Gigle Networks
- Type: Fabless semiconductor company
- Founded: 2005
- Founder: Juan Carlos Riveiro, Jed Hurwitz, Hakan Fouren, Mike Wilson
- Defunct: 2010
- Fate: Acquired by Broadcom
- Successor: Broadcom
- Headquarters: Barcelona, Catalonia, Spain Edinburgh, Scotland, UK Redwood City, California, USA
- Products: Home networks, Semiconductor Devices
- Owner: Broadcom
- Website: giglenetworks.com at the Wayback Machine (archived 2009-11-21)

= Gigle Networks =

Gigle Networks (formerly known as Gigle Semiconductor) was a provider of high performance system-on-a-chip semiconductor devices and intelligent switching technology for home network, IPTV, consumer electronics and smart grid applications. The company was based in Barcelona, Spain, Edinburgh, UK, and Redwood City, California.

==History==
Gigle was a venture capital backed privately held company. The company completed a Series A funding round of $11 million in January 2006, led by Accel Partners and Pond Venture Partners; and a Series B funding round of $20 million in November 2007, led by Scottish Equity Partners with participation from Accel Partners and Pond Venture Partners. In December 2010, the company was acquired by Broadcom for $75 million.

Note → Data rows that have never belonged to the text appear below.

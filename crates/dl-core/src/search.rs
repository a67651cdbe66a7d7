//! Short-circuiting searches
//!
//! Both searches stop at the first non-empty result; later candidates are
//! never evaluated.

use ::url::Url;

use crate::registry::PathRule;

/// First present value among named keys.
///
/// `get` is called with each key in order until it returns a non-empty value.
pub fn first_present<K, F>(keys: &[K], mut get: F) -> Option<String>
where
    K: AsRef<str>,
    F: FnMut(&str) -> Option<String>,
{
    keys.iter()
        .find_map(|key| get(key.as_ref()).filter(|v| !v.is_empty()))
}

/// First successful extractor among path rules.
///
/// A rule is tried only if its matcher accepts `url`'s path. Returns the rule
/// that produced the value along with the value.
pub fn first_extracted<'r, I>(rules: I, url: &Url) -> Option<(&'r PathRule, String)>
where
    I: IntoIterator<Item = &'r PathRule>,
{
    let path = url.path();
    rules.into_iter().find_map(|rule| {
        if !rule.matcher().is_match(path) {
            return None;
        }
        rule.extractor()
            .extract(url)
            .filter(|v| !v.is_empty())
            .map(|v| (rule, v))
    })
}
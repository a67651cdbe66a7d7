//! DirectLink Core Library
//!
//! This crate provides the redirect-resolution engine for DirectLink. Given the
//! URL of a known redirector or tracking link, it finds the destination URL the
//! link carries and reports it as a redirect.
//!
//! # Architecture
//!
//! The engine operates on a static, immutable registry of sites. Each site maps
//! a host key (exact, or `*.`-prefixed for folded subdomains) to an ordered list
//! of path rules, and each rule pairs a compiled path matcher with an extractor.
//! Resolution is a pure computation over the request URL and the registry.
//!
//! # Modules
//!
//! - `url`: URL parsing and the string helpers extractors are built from
//! - `pattern`: Match-pattern compiler for path prefixes
//! - `host`: Subdomain folding onto wildcard registry keys
//! - `search`: Short-circuiting "first success" searches
//! - `extract`: Per-site extraction strategies
//! - `registry`: Site registry and the built-in rule set
//! - `subscriptions`: Match patterns for the host's request filter
//! - `resolver`: Top-level dispatch
//! - `types`: Shared type definitions

pub mod extract;
pub mod host;
pub mod pattern;
pub mod registry;
pub mod resolver;
pub mod search;
pub mod subscriptions;
pub mod types;
pub mod url;

// Re-export commonly used types
pub use extract::Extractor;
pub use host::{normalize_host, subdomain, FoldList};
pub use pattern::{compile, PathMatcher};
pub use registry::{builtin_registry, PathRule, Registry, RegistryError, Site};
pub use resolver::{resolve, resolve_url, ResolveError, Resolver};
pub use subscriptions::{build_subscriptions, subscriptions};
pub use types::{Redirect, Request};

Gigle announced 1 Gbit/s physical layer throughput trials in December 2006.
Gigle was involved in multimedia communications standards such as IEEE P1901 and G.hn. Gigle Networks was a board member of the HomePlug Powerline Alliance, a co-founder of the Homegrid Forum a member of the Home Gateway Initiative and the Broadband Forum.